By Wendy Stocker
Published in The Ploughshares Monitor Volume 43 Issue 4 Winter 2022
In late October, the Canadian Pugwash Group and the Balsillie School of International Affairs co-sponsored the Restoring a Strained Global Security Architecture Policy Conference to consider “current pressing challenges to international security as well as a role for Canada and Canadian foreign policy.” Presenters included Ploughshares Executive Director Cesar Jaramillo and Senior Researchers Branka Marijan and Jessica West.
Cesar made a compelling case for a nuanced, multilateral approach to global security, because a “multipolar world is emerging.”
The war in Ukraine has raised the real possibility of a nuclear conflict.

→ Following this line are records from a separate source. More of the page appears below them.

use std::path::Path;
use std::process::Output;

use async_trait::async_trait;
use tokio::process::Command;
use tracing::debug;

use crate::shared::error::{Result, SandboxError};
use crate::shared::models::{ProcessStatus, RuntimeContainer};

/// Capability interface over the external container/process manager. The
/// lifecycle logic (TTL, allocation, reconciliation) depends only on this
/// trait, so tests run against a recording fake and the production path is
/// a subprocess-invoking adapter.
#[async_trait]
pub trait ContainerRuntime: Send + Sync {
    /// Bring the session's runtime pair up with its environment file.
    async fn compose_up(&self, compose_file: &Path, env_file: &Path) -> Result<()>;

    /// Take the session's runtime pair down.
    async fn compose_down(&self, compose_file: &Path, env_file: &Path) -> Result<()>;

    async fn container_status(&self, name: &str) -> ProcessStatus;

    async fn stop_container(&self, name: &str) -> Result<()>;

    async fn remove_container(&self, name: &str) -> Result<()>;

    async fn container_logs(&self, name: &str, tail: u32) -> Result<String>;

    /// Containers whose names contain `name_filter`.
    async fn list_containers(&self, name_filter: &str) -> Result<Vec<RuntimeContainer>>;

    /// Address blocks currently bound to runtime networks.
    async fn network_subnets(&self) -> Result<Vec<String>>;
}

/// Production adapter invoking the docker / docker-compose CLIs. Every
/// invocation waits for the subprocess to exit and surfaces captured stderr
/// on failure; callers must not hold registry locks across these awaits.
pub struct DockerCliRuntime {
    docker_bin: String,
    compose_bin: String,
}

impl DockerCliRuntime {
    pub fn new() -> Self {
        Self {
            docker_bin: "docker".to_string(),
            compose_bin: "docker-compose".to_string(),
        }
    }

    async fn run(&self, program: &str, args: &[&str]) -> Result<Output> {
        debug!("Running {} {}", program, args.join(" "));
        let output = Command::new(program)
            .args(args)
            .output()
            .await
            .map_err(|e| SandboxError::Orchestration(format!("failed to spawn {program}: {e}")))?;
        Ok(output)
    }
}

impl Default for DockerCliRuntime {
    fn default() -> Self {
        Self::new()
    }
}

/// Map a compose failure to the error taxonomy: bind and subnet collisions
/// are retryable ResourceConflict, everything else is OrchestrationFailure.
fn classify_compose_error(stderr: &str) -> SandboxError {
    let lowered = stderr.to_lowercase();
    let conflict = lowered.contains("port is already allocated")
        || lowered.contains("address already in use")
        || lowered.contains("pool overlaps");
    if conflict {
        SandboxError::ResourceConflict(stderr.trim().to_string())
    } else {
        SandboxError::Orchestration(stderr.trim().to_string())
    }
}

#[async_trait]
impl ContainerRuntime for DockerCliRuntime {
    async fn compose_up(&self, compose_file: &Path, env_file: &Path) -> Result<()> {
        let compose = compose_file.to_string_lossy();
        let env = env_file.to_string_lossy();
        let output = self
            .run(
                &self.compose_bin,
                &["-f", &compose, "--env-file", &env, "up", "-d"],
            )
            .await?;
        if output.status.success() {
            Ok(())
        } else {
            Err(classify_compose_error(&String::from_utf8_lossy(
                &output.stderr,
            )))
        }
    }

    async fn compose_down(&self, compose_file: &Path, env_file: &Path) -> Result<()> {
        let compose = compose_file.to_string_lossy();
        let env = env_file.to_string_lossy();
        let output = self
            .run(
                &self.compose_bin,
                &["-f", &compose, "--env-file", &env, "down"],
            )
            .await?;
        if output.status.success() {
            Ok(())
        } else {
            Err(SandboxError::Orchestration(
                String::from_utf8_lossy(&output.stderr).trim().to_string(),
            ))
        }
    }

    async fn container_status(&self, name: &str) -> ProcessStatus {
        let output = self
            .run(
                &self.docker_bin,
                &["inspect", "--format", "{{.State.Status}}", name],
            )
            .await;
        match output {
            Ok(output) if output.status.success() => {
                ProcessStatus::from_state(&String::from_utf8_lossy(&output.stdout))
            }
            Ok(_) => ProcessStatus::NotFound,
            Err(_) => ProcessStatus::Error,
        }
    }

    async fn stop_container(&self, name: &str) -> Result<()> {
        let output = self.run(&self.docker_bin, &["stop", name]).await?;
        if output.status.success() {
            Ok(())
        } else {
            Err(SandboxError::Orchestration(
                String::from_utf8_lossy(&output.stderr).trim().to_string(),
            ))
        }
    }

    async fn remove_container(&self, name: &str) -> Result<()> {
        let output = self.run(&self.docker_bin, &["rm", "-f", name]).await?;
        if output.status.success() {
            Ok(())
        } else {
            Err(SandboxError::Orchestration(
                String::from_utf8_lossy(&output.stderr).trim().to_string(),
            ))
        }
    }

    async fn container_logs(&self, name: &str, tail: u32) -> Result<String> {
        let tail = tail.to_string();
        let output = self
            .run(&self.docker_bin, &["logs", "--tail", &tail, name])
            .await?;
        if output.status.success() {
            let mut text = String::from_utf8_lossy(&output.stdout).into_owned();
            let stderr = String::from_utf8_lossy(&output.stderr);
            if !stderr.trim().is_empty() {
                // Container stderr is part of its logs, not a failure.
                text.push_str(&stderr);
            }
            Ok(text)
        } else {
            Err(SandboxError::Orchestration(
                String::from_utf8_lossy(&output.stderr).trim().to_string(),
            ))
        }
    }

    async fn list_containers(&self, name_filter: &str) -> Result<Vec<RuntimeContainer>> {
        let output = self
            .run(
                &self.docker_bin,
                &[
                    "ps",
                    "--format",
                    "{{.Names}}\t{{.ID}}\t{{.Status}}\t{{.Ports}}",
                ],
            )
            .await?;
        if !output.status.success() {
            return Err(SandboxError::Orchestration(
                String::from_utf8_lossy(&output.stderr).trim().to_string(),
            ));
        }

        let stdout = String::from_utf8_lossy(&output.stdout);
        let mut containers = Vec::new();
        for line in stdout.lines() {
            let parts: Vec<&str> = line.split('\t').collect();
            if parts.len() >= 3 && parts[0].contains(name_filter) {
                containers.push(RuntimeContainer {
                    name: parts[0].to_string(),
                    id: parts[1].to_string(),
                    status: parts[2].to_string(),
                    ports: parts.get(3).unwrap_or(&"").to_string(),
                });
            }
        }
        Ok(containers)
    }

    async fn network_subnets(&self) -> Result<Vec<String>> {
        let output = self
            .run(&self.docker_bin, &["network", "ls", "--format", "{{.Name}}"])
            .await?;
        if !output.status.success() {
            return Err(SandboxError::Orchestration(
                String::from_utf8_lossy(&output.stderr).trim().to_string(),
            ));
        }

        let names: Vec<String> = String::from_utf8_lossy(&output.stdout)
            .lines()
            .map(|l| l.trim().to_string())
            .filter(|l| !l.is_empty())
            .collect();
        if names.is_empty() {
            return Ok(Vec::new());
        }

        let mut args: Vec<&str> = vec![
            "network",
            "inspect",
            "--format",
            "{{range .IPAM.Config}}{{.Subnet}}\n{{end}}",
        ];
        for name in &names {
            args.push(name);
        }

        let output = self.run(&self.docker_bin, &args).await?;
        // Inspect can fail on a network that vanished between the two
        // calls; treat whatever came back as the answer.
        Ok(String::from_utf8_lossy(&output.stdout)
            .lines()
            .map(|l| l.trim().to_string())
            .filter(|l| !l.is_empty())
            .collect())
    }
}

/// In-memory runtime fake recording every invocation, shared by the
/// orchestrator and reconciler tests.
#[cfg(test)]
pub mod testing {
    use std::collections::HashMap;
    use std::path::Path;
    use std::sync::Mutex;

    use async_trait::async_trait;

    use super::ContainerRuntime;
    use crate::shared::error::{Result, SandboxError};
    use crate::shared::models::{ProcessStatus, RuntimeContainer};

    #[derive(Default)]
    pub struct RecordingRuntime {
        statuses: Mutex<HashMap<String, ProcessStatus>>,
        containers: Mutex<Vec<RuntimeContainer>>,
        subnets: Mutex<Vec<String>>,
        calls: Mutex<Vec<String>>,
        compose_up_error: Mutex<Option<String>>,
    }

    impl RecordingRuntime {
        pub fn set_status(&self, name: &str, status: ProcessStatus) {
            self.statuses
                .lock()
                .expect("statuses lock")
                .insert(name.to_string(), status);
        }

        pub fn set_containers(&self, containers: Vec<RuntimeContainer>) {
            *self.containers.lock().expect("containers lock") = containers;
        }

        pub fn set_subnets(&self, subnets: Vec<String>) {
            *self.subnets.lock().expect("subnets lock") = subnets;
        }

        pub fn fail_compose_up(&self, message: &str) {
            *self.compose_up_error.lock().expect("error lock") = Some(message.to_string());
        }

        pub fn calls(&self) -> Vec<String> {
            self.calls.lock().expect("calls lock").clone()
        }

        pub fn call_count(&self, prefix: &str) -> usize {
            self.calls()
                .iter()
                .filter(|c| c.starts_with(prefix))
                .count()
        }

        fn record(&self, call: String) {
            self.calls.lock().expect("calls lock").push(call);
        }
    }

    #[async_trait]
    impl ContainerRuntime for RecordingRuntime {
        async fn compose_up(&self, _compose_file: &Path, env_file: &Path) -> Result<()> {
            self.record(format!("compose_up {}", env_file.display()));
            match self.compose_up_error.lock().expect("error lock").clone() {
                Some(message) => Err(SandboxError::Orchestration(message)),
                None => Ok(()),
            }
        }

        async fn compose_down(&self, _compose_file: &Path, env_file: &Path) -> Result<()> {
            self.record(format!("compose_down {}", env_file.display()));
            Ok(())
        }

        async fn container_status(&self, name: &str) -> ProcessStatus {
            self.statuses
                .lock()
                .expect("statuses lock")
                .get(name)
                .copied()
                .unwrap_or(ProcessStatus::NotFound)
        }

        async fn stop_container(&self, name: &str) -> Result<()> {
            self.record(format!("stop {name}"));
            Ok(())
        }

        async fn remove_container(&self, name: &str) -> Result<()> {
            self.record(format!("remove {name}"));
            Ok(())
        }

        async fn container_logs(&self, name: &str, tail: u32) -> Result<String> {
            self.record(format!("logs {name} {tail}"));
            Ok(String::new())
        }

        async fn list_containers(&self, name_filter: &str) -> Result<Vec<RuntimeContainer>> {
            Ok(self
                .containers
                .lock()
                .expect("containers lock")
                .iter()
                .filter(|c| c.name.contains(name_filter))
                .cloned()
                .collect())
        }

        async fn network_subnets(&self) -> Result<Vec<String>> {
            Ok(self.subnets.lock().expect("subnets lock").clone())
        }
    }
}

But, as Cesar has said repeatedly, the world has lived with the real possibility of nuclear war for as long as competing stockpiles of weapons have existed. All countries that possess nuclear weapons are prepared to use them under certain conditions. This is the nuclear deterrence doctrine. If there is a silver lining to the Ukraine conflict, it is that it shows this doctrine for what it is, a real threat. If it were a bluff, nuclear weapons “could be made of papier-mâché or cardboard.”
Cesar highlighted two casualties of war: truth and nuance. Both are needed to “construct practical solutions” that will contribute to “cool-headed analysis,” which will in turn allow NATO and other Western countries to acknowledge legitimate Russian security interests, even while condemning the Russian invasion of Ukraine.
Jessica argued convincingly for outer-space arms control, particularly given the limited utility of kinetic space weapons. It is hard for space weapons to hit assigned space targets or limit their effects, with everything in rapid motion. The debris effects of kinetic space weapons are dangerous to everyone, including actors who own them, because “we are all in the same bathtub.”
Arms control in space is not easy to achieve. Some problems are logistical; space is so far away and how can we know when tech is operating outside the rules or if restrictions are being enforced? Some are definitional; what constitutes a weapon, especially when so much space tech is multipurpose?
Jessica believes that the biggest obstacle to arms control is the lack of political will. To make progress, she advised better communications and diplomatic mechanisms. She also welcomed the moratorium on certain anti-satellite tests adopted by the United States, which Canada has joined.
Jessica emphasized the need to involve industry in regulating space because it plays a huge role in space activities.
But the critical thing is to prevent the normalization of bad behaviour.
As she does so well, Branka explained the unique issues posed by artificial intelligence (AI) and cyber weapons. The bottom line is that AI is not a weapon; it is “an enabler, enhancer, and amplifier of existing and upcoming platforms, systems, and threats.” As such, regulating the use of AI is particularly difficult.
It is also important to remember that AI is tech that is still being developed. It has limitations, which provoke unpredictable outcomes when used in weapons. And it is largely developed by civilians, who do not design for the battlefield.
Despite these and other weaknesses, many militaries and non-state actors want autonomous weapons systems that employ AI. They might want to limit harm to ground forces, or it might be felt that humans don’t respond quickly enough in a particular situation.
It is certainly the case that weapons that use AI are already being used in combat and that data is being collected that will improve these weapons over time. For example, both sides in the Ukraine conflict are using loitering munitions and wanting more. Ukraine uses AI to analyze satellite imagery. The audience was also told that the United States military, in a different context, has used AI in its kill-chain sequence.
Because projects to develop AI-enhanced military systems are generally secret, it is not easy to predict how AI will be used or weaponized. Many weapons use commercial components, which are cheap and easily replaced if damaged in combat. In this way, military and civilian development of AI are intricately linked.
As with space weapons, there is little political will to restrict the development of autonomous weapons. Still, 70 states have come together to declare that human control of weapons must be maintained.
A code of conduct is needed. Of course, Branka did not and would not say that all AI military apps are bad. But she was concerned because humans seem convinced that all challenges can be met with more and more tech. But not all problems have technological solutions. Sometimes all we need is good old-fashioned human communication, face to face.
Photo: Cesar Jaramillo, Ploughshares founder Ernie Regehr, Jessica West, Kelsey Gallagher, Kenneth Epps, and Branka Marijan at the Restoring a Strained Global Security Architecture Policy Conference in November.